§ Exercise
I'd like the line containing "assert!(DbConfig::in_memory().is_in_memory());" and each line that follows, through the last line of the material, set down exactly as they are, and no others.
☆ ☆ ☆ ☆
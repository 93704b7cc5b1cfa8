//! # Database Pool Management
//!
//! Connection pool creation and configuration for the SQLite buffer store.
//!
//! ## Architecture
//! ```text
//! ┌─────────────────────────────────────────────────────────────────────────┐
//! │                      Database Connection Pool                           │
//! │                                                                         │
//! │  relay-server startup                                                  │
//! │       │                                                                 │
//! │       ▼                                                                 │
//! │  DbConfig::new(path).invoice_layout(..) ← Configure pool + layout      │
//! │       │                                                                 │
//! │       ▼                                                                 │
//! │  Database::new(config).await ← Create pool + run migrations            │
//! │       │                                                                 │
//! │       ▼                                                                 │
//! │  ┌─────────────────────────────────────────┐                           │
//! │  │            SqlitePool                    │                           │
//! │  │  ┌─────┐ ┌─────┐ ┌─────┐ ┌─────┐       │                           │
//! │  │  │Conn1│ │Conn2│ │Conn3│ │Conn4│ ...   │  (max_connections)        │
//! │  │  └─────┘ └─────┘ └─────┘ └─────┘       │                           │
//! │  └─────────────────────────────────────────┘                           │
//! │       │                                                                 │
//! │       │ Concurrent HTTP requests                                       │
//! │       ▼                                                                 │
//! │  GET /sync/invoices      ──► read transaction on Conn1                 │
//! │  POST .../mark-synced    ──► write transaction on Conn2                │
//! │                                                                         │
//! └─────────────────────────────────────────────────────────────────────────┘
//! ```
//!
//! ## WAL Mode
//! SQLite WAL (Write-Ahead Logging) mode is enabled so export reads never
//! block acknowledgements and vice versa.

use sqlx::sqlite::{SqliteConnectOptions, SqliteJournalMode, SqlitePoolOptions, SqliteSynchronous};
use sqlx::SqlitePool;
use std::path::PathBuf;
use std::str::FromStr;
use std::time::Duration;
use tracing::{debug, info};

use relay_core::InvoiceLayout;

use crate::error::{DbError, DbResult};
use crate::migrations;
use crate::repository::customer::CustomerRepository;
use crate::repository::invoice_normalized::NormalizedInvoiceRepository;
use crate::repository::invoice_rows::InvoiceRowRepository;
use crate::repository::stats::StatsRepository;

const IN_MEMORY_PATH: &str = ":memory:";

// =============================================================================
// Configuration
// =============================================================================

/// Database configuration.
///
/// ## Example
/// ```rust,ignore
/// let config = DbConfig::new("/var/lib/relay/relay.db")
///     .max_connections(5)
///     .invoice_layout(InvoiceLayout::Normalized);
/// ```
#[derive(Debug, Clone)]
pub struct DbConfig {
    /// Path to the SQLite database file.
    pub database_path: PathBuf,

    /// Maximum number of connections in the pool.
    /// Default: 5
    pub max_connections: u32,

    /// Minimum number of connections to keep alive.
    /// Default: 1
    pub min_connections: u32,

    /// How long a request waits for a free connection.
    /// Default: 30 seconds
    pub connect_timeout: Duration,

    /// Idle timeout before closing a connection.
    /// Default: 10 minutes, disabled for in-memory databases
    pub idle_timeout: Option<Duration>,

    /// Whether to run migrations on connect.
    /// Default: true
    pub run_migrations: bool,

    /// Which invoice tables are read.
    /// Default: [`InvoiceLayout::Rows`]
    pub invoice_layout: InvoiceLayout,
}

impl DbConfig {
    /// Creates a new database configuration with the given path.
    ///
    /// The file is created if it doesn't exist.
    pub fn new(path: impl Into<PathBuf>) -> Self {
        DbConfig {
            database_path: path.into(),
            max_connections: 5,
            min_connections: 1,
            connect_timeout: Duration::from_secs(30),
            idle_timeout: Some(Duration::from_secs(600)),
            run_migrations: true,
            invoice_layout: InvoiceLayout::default(),
        }
    }

    /// Sets the maximum number of connections.
    pub fn max_connections(mut self, max: u32) -> Self {
        self.max_connections = max;
        self
    }

    /// Sets the minimum number of connections.
    pub fn min_connections(mut self, min: u32) -> Self {
        self.min_connections = min;
        self
    }

    /// Sets the connection timeout.
    pub fn connect_timeout(mut self, timeout: Duration) -> Self {
        self.connect_timeout = timeout;
        self
    }

    /// Sets whether to run migrations on connect.
    pub fn run_migrations(mut self, run: bool) -> Self {
        self.run_migrations = run;
        self
    }

    /// Sets the active invoice layout.
    pub fn invoice_layout(mut self, layout: InvoiceLayout) -> Self {
        self.invoice_layout = layout;
        self
    }

    /// Creates an in-memory database configuration (for testing).
    ///
    /// ## Usage
    /// ```rust,ignore
    /// let db = Database::new(DbConfig::in_memory()).await?;
    /// // Database is isolated, one per test
    /// ```
    pub fn in_memory() -> Self {
        DbConfig {
            database_path: PathBuf::from(IN_MEMORY_PATH),
            max_connections: 1, // In-memory requires single connection
            min_connections: 1,
            connect_timeout: Duration::from_secs(5),
            idle_timeout: None,
            run_migrations: true,
            invoice_layout: InvoiceLayout::default(),
        }
    }

    fn is_in_memory(&self) -> bool {
        self.database_path.as_os_str() == IN_MEMORY_PATH
    }
}

// =============================================================================
// Database
// =============================================================================

/// Main database handle providing repository access.
///
/// Cheap to clone: clones share the same pool.
#[derive(Debug, Clone)]
pub struct Database {
    /// The SQLite connection pool.
    pool: SqlitePool,

    /// Layout chosen at startup, fixed for the process lifetime.
    layout: InvoiceLayout,
}

impl Database {
    /// Creates a new database connection pool.
    ///
    /// ## What This Does
    /// 1. Creates the database file if it doesn't exist
    /// 2. Configures SQLite:
    ///    - WAL mode for concurrent reads
    ///    - NORMAL synchronous (balance of safety/speed)
    ///    - Foreign keys enabled (due-dates cascade with their header)
    /// 3. Creates the connection pool
    /// 4. Runs migrations (if enabled)
    pub async fn new(config: DbConfig) -> DbResult<Self> {
        info!(
            path = %config.database_path.display(),
            layout = %config.invoice_layout,
            "Initializing database connection"
        );

        let connect_url = format!("sqlite://{}?mode=rwc", config.database_path.display());

        let connect_options = SqliteConnectOptions::from_str(&connect_url)
            .map_err(|e| DbError::ConnectionFailed(e.to_string()))?
            .journal_mode(SqliteJournalMode::Wal)
            .synchronous(SqliteSynchronous::Normal)
            // SQLite has them disabled by default for backwards compatibility
            .foreign_keys(true)
            .create_if_missing(true);

        debug!("Connection options configured");

        let mut pool_options = SqlitePoolOptions::new()
            .max_connections(config.max_connections)
            .min_connections(config.min_connections)
            .acquire_timeout(config.connect_timeout)
            .idle_timeout(config.idle_timeout);

        // Recycling the only connection would drop the whole in-memory database.
        if config.is_in_memory() {
            pool_options = pool_options.max_lifetime(None);
        }

        let pool = pool_options
            .connect_with(connect_options)
            .await
            .map_err(|e| DbError::ConnectionFailed(e.to_string()))?;

        info!(
            max_connections = config.max_connections,
            "Database pool created"
        );

        let db = Database {
            pool,
            layout: config.invoice_layout,
        };

        if config.run_migrations {
            db.run_migrations().await?;
        }

        Ok(db)
    }

    /// Runs database migrations.
    pub async fn run_migrations(&self) -> DbResult<()> {
        info!("Running database migrations");
        migrations::run_migrations(&self.pool).await?;
        info!("Migrations complete");
        Ok(())
    }

    /// Returns a reference to the connection pool.
    pub fn pool(&self) -> &SqlitePool {
        &self.pool
    }

    /// Returns the active invoice layout.
    pub fn layout(&self) -> InvoiceLayout {
        self.layout
    }

    /// Returns the customer repository.
    pub fn customers(&self) -> CustomerRepository {
        CustomerRepository::new(self.pool.clone())
    }

    /// Returns the repository for the row-per-due-date invoice table.
    pub fn invoice_rows(&self) -> InvoiceRowRepository {
        InvoiceRowRepository::new(self.pool.clone())
    }

    /// Returns the repository for invoice headers and their due-dates.
    pub fn normalized_invoices(&self) -> NormalizedInvoiceRepository {
        NormalizedInvoiceRepository::new(self.pool.clone())
    }

    /// Returns the statistics repository.
    pub fn statistics(&self) -> StatsRepository {
        StatsRepository::new(self.pool.clone())
    }

    /// Runs a buffer refresh script inside one transaction.
    ///
    /// The script may hold several statements. Any failure rolls the whole
    /// script back, leaving the buffer as it was.
    ///
    /// ## Returns
    /// Rows affected by all statements together.
    pub async fn apply_refresh_script(&self, script: &str) -> DbResult<u64> {
        debug!(bytes = script.len(), "Applying refresh script");

        let mut tx = self.pool.begin().await?;
        let conn: &mut sqlx::SqliteConnection = &mut tx;
        let result = sqlx::Executor::execute(conn, sqlx::raw_sql(script)).await?;
        tx.commit().await?;

        Ok(result.rows_affected())
    }

    /// Closes the database connection pool.
    ///
    /// After calling close, all repository operations will fail.
    pub async fn close(&self) {
        info!("Closing database connection pool");
        self.pool.close().await;
    }

    /// Checks if the database is healthy (can execute queries).
    pub async fn health_check(&self) -> bool {
        sqlx::query("SELECT 1").execute(&self.pool).await.is_ok()
    }
}

// =============================================================================
// Unit Tests
// =============================================================================

#[cfg(test)]
mod tests {
    use super::*;

    #[tokio::test]
    async fn test_in_memory_database() {
        let db = Database::new(DbConfig::in_memory()).await.unwrap();

        assert!(db.health_check().await);
        assert_eq!(db.layout(), InvoiceLayout::Rows);

        let (total, applied) = migrations::migration_status(db.pool()).await.unwrap();
        assert_eq!(total, applied);
        assert_eq!(total, 2);
    }

    #[tokio::test]
    async fn test_config_builder() {
        let config = DbConfig::new("/tmp/relay-test.db")
            .max_connections(10)
            .min_connections(2)
            .invoice_layout(InvoiceLayout::Normalized);

        assert_eq!(config.max_connections, 10);
        assert_eq!(config.min_connections, 2);
        assert_eq!(config.invoice_layout, InvoiceLayout::Normalized);
        assert!(!config.is_in_memory());
        assert!(DbConfig::in_memory().is_in_memory());
    }

    #[tokio::test]
    async fn test_refresh_script_is_all_or_nothing() {
        let db = Database::new(DbConfig::in_memory()).await.unwrap();

        let affected = db
            .apply_refresh_script(
                "INSERT INTO buffer_customers (id, company_name) VALUES ('C001', 'Acme');
                 INSERT INTO buffer_customers (id, company_name) VALUES ('C002', 'Globex');",
            )
            .await
            .unwrap();
        assert_eq!(affected, 2);

        // Second statement violates the primary key: the first must not stick.
        let failed = db
            .apply_refresh_script(
                "INSERT INTO buffer_customers (id, company_name) VALUES ('C003', 'Initech');
                 INSERT INTO buffer_customers (id, company_name) VALUES ('C001', 'Dup');",
            )
            .await;
        assert!(matches!(failed, Err(DbError::UniqueViolation { .. })));

        let count: i64 = sqlx::query_scalar("SELECT COUNT(*) FROM buffer_customers")
            .fetch_one(db.pool())
            .await
            .unwrap();
        assert_eq!(count, 2);
    }
}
☆ ☆ ☆ ☆
§ Reply to the exercise
        assert!(DbConfig::in_memory().is_in_memory());
    }

    #[tokio::test]
    async fn test_refresh_script_is_all_or_nothing() {
        let db = Database::new(DbConfig::in_memory()).await.unwrap();

        let affected = db
            .apply_refresh_script(
                "INSERT INTO buffer_customers (id, company_name) VALUES ('C001', 'Acme');
                 INSERT INTO buffer_customers (id, company_name) VALUES ('C002', 'Globex');",
            )
            .await
            .unwrap();
        assert_eq!(affected, 2);

        // Second statement violates the primary key: the first must not stick.
        let failed = db
            .apply_refresh_script(
                "INSERT INTO buffer_customers (id, company_name) VALUES ('C003', 'Initech');
                 INSERT INTO buffer_customers (id, company_name) VALUES ('C001', 'Dup');",
            )
            .await;
        assert!(matches!(failed, Err(DbError::UniqueViolation { .. })));

        let count: i64 = sqlx::query_scalar("SELECT COUNT(*) FROM buffer_customers")
            .fetch_one(db.pool())
            .await
            .unwrap();
        assert_eq!(count, 2);
    }
}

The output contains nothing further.